Beneath the gable roof covered with semi-cylindrical clay tiles is a spacious narthex encompassing the western and northern sides of the church. The narthex is supported by wooden pillars and is paved with stone slabs, some of which are engraved gravestones. The temple inside is paved with the same type of slabs. Before the Liberation (1878), the church used clappers; later, a bell tower was added.

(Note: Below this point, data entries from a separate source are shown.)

use crate::model::{
    BehaviorConfig, ErrorConfig, LocatorConfig, ReplayConfig, ScrollBehavior, ScrollBlock,
    SessionConfig, TimingConfig, VisualConfig,
};

/// The nine strategy names in default priority order, matching
/// `element_finder::Strategy::default_priority` (kept as plain strings here
/// so this crate has no dependency on `element-finder`; the root crate
/// maps names back to `Strategy` values when wiring the finder).
pub const DEFAULT_STRATEGY_PRIORITY: &[&str] = &[
    "xpath",
    "id",
    "name",
    "aria",
    "placeholder",
    "dataAttributes",
    "css",
    "fuzzyText",
    "boundingBox",
];

pub fn default_config() -> ReplayConfig {
    ReplayConfig {
        timing: TimingConfig {
            find_timeout_ms: 2_000,
            retry_interval_ms: 150,
            max_retries: 13,
            step_delay_ms: 0,
            human_delay_ms: None,
            action_timeout_ms: 5_000,
            navigation_timeout_ms: 30_000,
            pre_click_delay_ms: 0,
            post_click_delay_ms: 0,
            pre_input_delay_ms: 0,
            post_input_delay_ms: 0,
            keystroke_delay_ms: 0,
        },
        locator: LocatorConfig {
            fuzzy_match_threshold: 0.4,
            bounding_box_threshold_px: 200.0,
            strategy_priority: DEFAULT_STRATEGY_PRIORITY.iter().map(|s| s.to_string()).collect(),
            disabled_strategies: Vec::new(),
            enable_shadow_dom: true,
            enable_iframes: true,
            min_confidence: 0.5,
            prefer_exact_match: true,
        },
        behavior: BehaviorConfig {
            continue_on_failure: false,
            scroll_into_view: true,
            scroll_behavior: ScrollBehavior::Smooth,
            scroll_block: ScrollBlock::Center,
            human_like_mouse: true,
            react_safe_input: true,
            focus_before_action: true,
            wait_for_animations: true,
            animation_timeout_ms: 500,
            show_hidden_elements: true,
            verify_actionable: true,
        },
        visual: VisualConfig {
            highlight_elements: false,
            highlight_duration_ms: 200,
            highlight_color: "#ff5722".to_string(),
            highlight_border_width_px: 2,
            show_progress_overlay: true,
            show_step_notifications: true,
        },
        error: ErrorConfig {
            capture_screenshots: false,
            capture_html: false,
            exponential_backoff: false,
            max_backoff_delay_ms: 10_000,
            backoff_multiplier: 2.0,
            max_consecutive_failures: 0,
            verbose_errors: false,
        },
        session: SessionConfig {
            skip_unmatched_rows: true,
            continue_on_row_failure: true,
            max_row_failures: 0,
            row_delay_ms: 0,
        },
    }
}
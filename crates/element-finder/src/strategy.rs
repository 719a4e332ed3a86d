/// One of the nine independent ways to resolve a bundle to a live
/// element, in the default priority order (§4.2).
#[cfg_attr(feature = "serde-full", derive(serde::Serialize, serde::Deserialize))]
#[derive(Clone, Copy, Debug, PartialEq, Eq, Hash)]
pub enum Strategy {
    Xpath,
    Id,
    Name,
    Aria,
    Placeholder,
    DataAttributes,
    Css,
    FuzzyText,
    BoundingBox,
}

impl Strategy {
    pub fn name(&self) -> &'static str {
        match self {
            Strategy::Xpath => "xpath",
            Strategy::Id => "id",
            Strategy::Name => "name",
            Strategy::Aria => "aria",
            Strategy::Placeholder => "placeholder",
            Strategy::DataAttributes => "dataAttributes",
            Strategy::Css => "css",
            Strategy::FuzzyText => "fuzzyText",
            Strategy::BoundingBox => "boundingBox",
        }
    }

    pub fn base_confidence(&self) -> f64 {
        match self {
            Strategy::Xpath => 1.00,
            Strategy::Id => 0.90,
            Strategy::Name => 0.80,
            Strategy::Aria => 0.75,
            Strategy::Placeholder => 0.70,
            Strategy::DataAttributes => 0.65,
            Strategy::Css => 0.60,
            Strategy::FuzzyText => 0.40,
            Strategy::BoundingBox => 0.30,
        }
    }

    /// Default priority order; callers may override via
    /// `FinderOptions::strategy_priority`.
    pub fn default_priority() -> Vec<Strategy> {
        vec![
            Strategy::Xpath,
            Strategy::Id,
            Strategy::Name,
            Strategy::Aria,
            Strategy::Placeholder,
            Strategy::DataAttributes,
            Strategy::Css,
            Strategy::FuzzyText,
            Strategy::BoundingBox,
        ]
    }

    pub fn from_name(name: &str) -> Option<Strategy> {
        Self::default_priority().into_iter().find(|s| s.name() == name)
    }
}
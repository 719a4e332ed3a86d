use std::path::PathBuf;

use clap::Parser;

use super::commands::Commands;

#[derive(Parser)]
#[command(author, version, about, long_about = None)]
#[command(propagate_version = true)]
pub struct CliArgs {
    /// Configuration file path (YAML, §6 layered loading)
    #[arg(short, long, value_name = "FILE")]
    pub config: Option<PathBuf>,

    /// Named preset (default/fast/realistic/debug/tolerant); overrides `--config`
    #[arg(long)]
    pub preset: Option<String>,

    /// Log level
    #[arg(short, long, default_value = "info")]
    pub log_level: String,

    /// Enable debug-level logging regardless of `--log-level`
    #[arg(short, long)]
    pub debug: bool,

    /// Output format
    #[arg(short, long, default_value = "human")]
    pub output: super::output::OutputFormat,

    #[command(subcommand)]
    pub command: Commands,
}
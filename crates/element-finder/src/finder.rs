use std::collections::HashSet;
use std::sync::Arc;
use std::time::{Duration, Instant};

use async_trait::async_trait;
use core_types::LocatorBundle;
use dom_traversal::{DomPort, NodeRef, TraversalError};
use tokio_util::sync::CancellationToken;
use tracing::{debug, warn};

use crate::errors::{FinderDiagnostics, FinderError};
use crate::strategy::Strategy;

#[derive(Clone, Debug)]
pub struct FinderOptions {
    pub timeout_ms: u64,
    pub retry_interval_ms: u64,
    pub max_retries: u32,
    pub fuzzy_match_threshold: f64,
    pub bounding_box_threshold_px: f64,
    pub strategy_priority: Vec<Strategy>,
    /// Advisory only — the finder does not reject below-threshold matches
    /// itself (§9 open question b); callers may do so using the returned
    /// confidence.
    pub min_confidence: f64,
}

impl Default for FinderOptions {
    fn default() -> Self {
        Self {
            timeout_ms: 2_000,
            retry_interval_ms: 150,
            max_retries: 13,
            fuzzy_match_threshold: 0.4,
            bounding_box_threshold_px: 200.0,
            strategy_priority: Strategy::default_priority(),
            min_confidence: 0.5,
        }
    }
}

#[derive(Clone, Debug)]
pub struct FindOutcome {
    pub element: NodeRef,
    pub strategy: Strategy,
    pub confidence: f64,
    pub retry_attempts: u32,
}

#[async_trait]
pub trait ElementFinder: Send + Sync {
    async fn find(
        &self,
        bundle: &LocatorBundle,
        target_document: &NodeRef,
        options: &FinderOptions,
        cancel: &CancellationToken,
    ) -> Result<FindOutcome, FinderError>;
}

pub struct DefaultElementFinder<D: DomPort> {
    dom: Arc<D>,
}

impl<D: DomPort> DefaultElementFinder<D> {
    pub fn new(dom: Arc<D>) -> Self {
        Self { dom }
    }

    /// Resolves the bundle's iframe/shadow chain to the context the
    /// `xpath` strategy must evaluate in. Other strategies operate
    /// against `target_document` directly (§9 note: only xpath is
    /// documented as chain-aware in the source).
    async fn xpath_context(&self, bundle: &LocatorBundle) -> Result<NodeRef, FinderError> {
        let mut ctx = self.dom.root_document();
        if !bundle.iframe_chain.is_empty() {
            ctx = self
                .dom
                .resolve_iframe_chain(&ctx, &bundle.iframe_chain)
                .await
                .map_err(map_traversal_err)?;
        }
        if !bundle.shadow_hosts.is_empty() {
            ctx = self
                .dom
                .resolve_shadow_chain(&ctx, &bundle.shadow_hosts)
                .await
                .map_err(map_traversal_err)?;
        }
        Ok(ctx)
    }

    async fn try_strategy(
        &self,
        strategy: Strategy,
        bundle: &LocatorBundle,
        target_document: &NodeRef,
        options: &FinderOptions,
    ) -> Result<Option<NodeRef>, FinderError> {
        let candidates: Vec<NodeRef> = match strategy {
            Strategy::Xpath => {
                let Some(xpath) = &bundle.xpath else {
                    return Ok(None);
                };
                let ctx = self.xpath_context(bundle).await?;
                return Ok(self.dom.evaluate_xpath(&ctx, xpath).await);
            }
            Strategy::Id => {
                let Some(id) = &bundle.id else { return Ok(None) };
                self.dom.find_by_attribute(target_document, "id", id).await
            }
            Strategy::Name => {
                let Some(name) = &bundle.name else { return Ok(None) };
                self.dom
                    .find_by_attribute(target_document, "name", name)
                    .await
                    .into_iter()
                    .filter(|n| self.dom.tag_of(n).as_deref() == Some(bundle.tag.as_str()))
                    .collect()
            }
            Strategy::Aria => {
                let Some(aria) = &bundle.aria else { return Ok(None) };
                self.dom
                    .find_by_attribute(target_document, "aria-label", aria)
                    .await
            }
            Strategy::Placeholder => {
                let Some(placeholder) = &bundle.placeholder else {
                    return Ok(None);
                };
                self.dom
                    .find_by_attribute(target_document, "placeholder", placeholder)
                    .await
            }
            Strategy::DataAttributes => {
                if bundle.data_attrs.is_empty() {
                    return Ok(None);
                }
                let mut matches: Option<HashSet<NodeRef>> = None;
                for (key, value) in &bundle.data_attrs {
                    let hit: HashSet<NodeRef> = self
                        .dom
                        .find_by_attribute(target_document, key, value)
                        .await
                        .into_iter()
                        .collect();
                    matches = Some(match matches {
                        None => hit,
                        Some(prev) => prev.intersection(&hit).cloned().collect(),
                    });
                }
                matches.unwrap_or_default().into_iter().collect()
            }
            Strategy::Css => {
                let Some(css) = &bundle.css else { return Ok(None) };
                self.dom.query_selector_all_deep(target_document, css).await
            }
            Strategy::FuzzyText => {
                let Some(text) = &bundle.text else { return Ok(None) };
                let candidates = self.dom.find_by_tag(target_document, &bundle.tag).await;
                return Ok(best_fuzzy_match(
                    &*self.dom,
                    &candidates,
                    text,
                    options.fuzzy_match_threshold,
                ));
            }
            Strategy::BoundingBox => {
                let Some(bounding) = &bundle.bounding else {
                    return Ok(None);
                };
                let candidates = self.dom.find_by_tag(target_document, &bundle.tag).await;
                return Ok(best_bounding_match(
                    &*self.dom,
                    &candidates,
                    bounding,
                    options.bounding_box_threshold_px,
                ));
            }
        };

        // A strategy returning more than one candidate must disambiguate
        // internally or is treated as a failure for that strategy (§4.2).
        match candidates.len() {
            0 => Ok(None),
            1 => Ok(Some(candidates.into_iter().next().unwrap())),
            _ => Ok(None),
        }
    }

    async fn run_pipeline(
        &self,
        bundle: &LocatorBundle,
        target_document: &NodeRef,
        options: &FinderOptions,
    ) -> (Option<(Strategy, NodeRef)>, FinderDiagnostics) {
        let mut diagnostics = FinderDiagnostics::default();
        for &strategy in &options.strategy_priority {
            diagnostics.strategies_attempted.push(strategy.name().to_string());
            match self.try_strategy(strategy, bundle, target_document, options).await {
                Ok(Some(node)) if self.dom.is_attached(&node) => {
                    diagnostics.candidate_counts.insert(strategy.name().to_string(), 1);
                    return (Some((strategy, node)), diagnostics);
                }
                Ok(Some(_)) => {
                    diagnostics.candidate_counts.insert(strategy.name().to_string(), 1);
                }
                Ok(None) => {
                    diagnostics.candidate_counts.insert(strategy.name().to_string(), 0);
                }
                Err(e) => {
                    warn!(strategy = strategy.name(), error = %e, "strategy failed");
                    diagnostics.candidate_counts.insert(strategy.name().to_string(), 0);
                }
            }
        }
        (None, diagnostics)
    }
}

#[async_trait]
impl<D: DomPort> ElementFinder for DefaultElementFinder<D> {
    async fn find(
        &self,
        bundle: &LocatorBundle,
        target_document: &NodeRef,
        options: &FinderOptions,
        cancel: &CancellationToken,
    ) -> Result<FindOutcome, FinderError> {
        let deadline = Instant::now() + Duration::from_millis(options.timeout_ms);
        let mut attempt = 0u32;
        let mut last_diagnostics = FinderDiagnostics::default();

        loop {
            if cancel.is_cancelled() {
                return Err(FinderError::Aborted);
            }

            let (found, diagnostics) = self.run_pipeline(bundle, target_document, options).await;
            last_diagnostics = diagnostics;

            if let Some((strategy, node)) = found {
                let visibility_factor = if self.dom.is_visible(&node) { 1.0 } else { 0.5 };
                let confidence = strategy.base_confidence() * visibility_factor;
                debug!(strategy = strategy.name(), confidence, "resolved element");
                return Ok(FindOutcome {
                    element: node,
                    strategy,
                    confidence,
                    retry_attempts: attempt,
                });
            }

            if attempt >= options.max_retries || Instant::now() >= deadline {
                break;
            }
            attempt += 1;
            tokio::time::sleep(Duration::from_millis(options.retry_interval_ms)).await;
        }

        Err(FinderError::ElementNotFound(last_diagnostics))
    }
}

fn map_traversal_err(err: TraversalError) -> FinderError {
    match err {
        TraversalError::CrossOriginBoundary { hop } => {
            FinderError::CrossOriginBoundary(format!("cross-origin at hop {hop}"))
        }
        other => FinderError::ChainResolutionFailed(other.to_string()),
    }
}

fn tokenize(text: &str) -> HashSet<String> {
    text.to_lowercase()
        .split_whitespace()
        .map(|s| s.to_string())
        .collect()
}

fn jaccard_similarity(a: &HashSet<String>, b: &HashSet<String>) -> f64 {
    if a.is_empty() && b.is_empty() {
        return 1.0;
    }
    let intersection = a.intersection(b).count();
    let union = a.union(b).count();
    if union == 0 {
        0.0
    } else {
        intersection as f64 / union as f64
    }
}

fn best_fuzzy_match<D: DomPort + ?Sized>(
    dom: &D,
    candidates: &[NodeRef],
    text: &str,
    threshold: f64,
) -> Option<NodeRef> {
    let target_tokens = tokenize(text);
    candidates
        .iter()
        .filter_map(|node| {
            let node_text = dom.text_of(node)?;
            let score = jaccard_similarity(&target_tokens, &tokenize(&node_text));
            Some((node.clone(), score))
        })
        .filter(|(_, score)| *score >= threshold)
        .max_by(|a, b| a.1.partial_cmp(&b.1).unwrap_or(std::cmp::Ordering::Equal))
        .map(|(node, _)| node)
}

fn best_bounding_match<D: DomPort + ?Sized>(
    dom: &D,
    candidates: &[NodeRef],
    target: &core_types::BoundingBox,
    threshold_px: f64,
) -> Option<NodeRef> {
    let (tx, ty) = target.centroid();
    candidates
        .iter()
        .filter_map(|node| {
            let bounding = dom.bounding_of(node)?;
            let (cx, cy) = bounding.centroid();
            let distance = ((cx - tx).powi(2) + (cy - ty).powi(2)).sqrt();
            Some((node.clone(), distance))
        })
        .filter(|(_, distance)| *distance <= threshold_px)
        .min_by(|a, b| a.1.partial_cmp(&b.1).unwrap_or(std::cmp::Ordering::Equal))
        .map(|(node, _)| node)
}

Over the 19th century and the first half of the 20th century, the church stood in the center of an ensemble of buildings of various religious and lay functions, including a cemetery in the churchyard, a school, a community hall, residential and other structures. Subsequently, all buildings, apart from the church, were destroyed.

== Status ==
In 1976 St. Athanasius Church was declared a monument of culture of historical and architectural significance. The temple is considered the only surviving semi dug-in church in Northeastern Bulgaria and the oldest Christian Orthodox place of worship preserved in the region of Razgrad. The parts actually preserved from the past involve the general framework of the building, its doors and the ceiling. The feast day of St. Athanasius is on 18 January, when a liturgy is usually held by the Bishop of Ruse Diocese.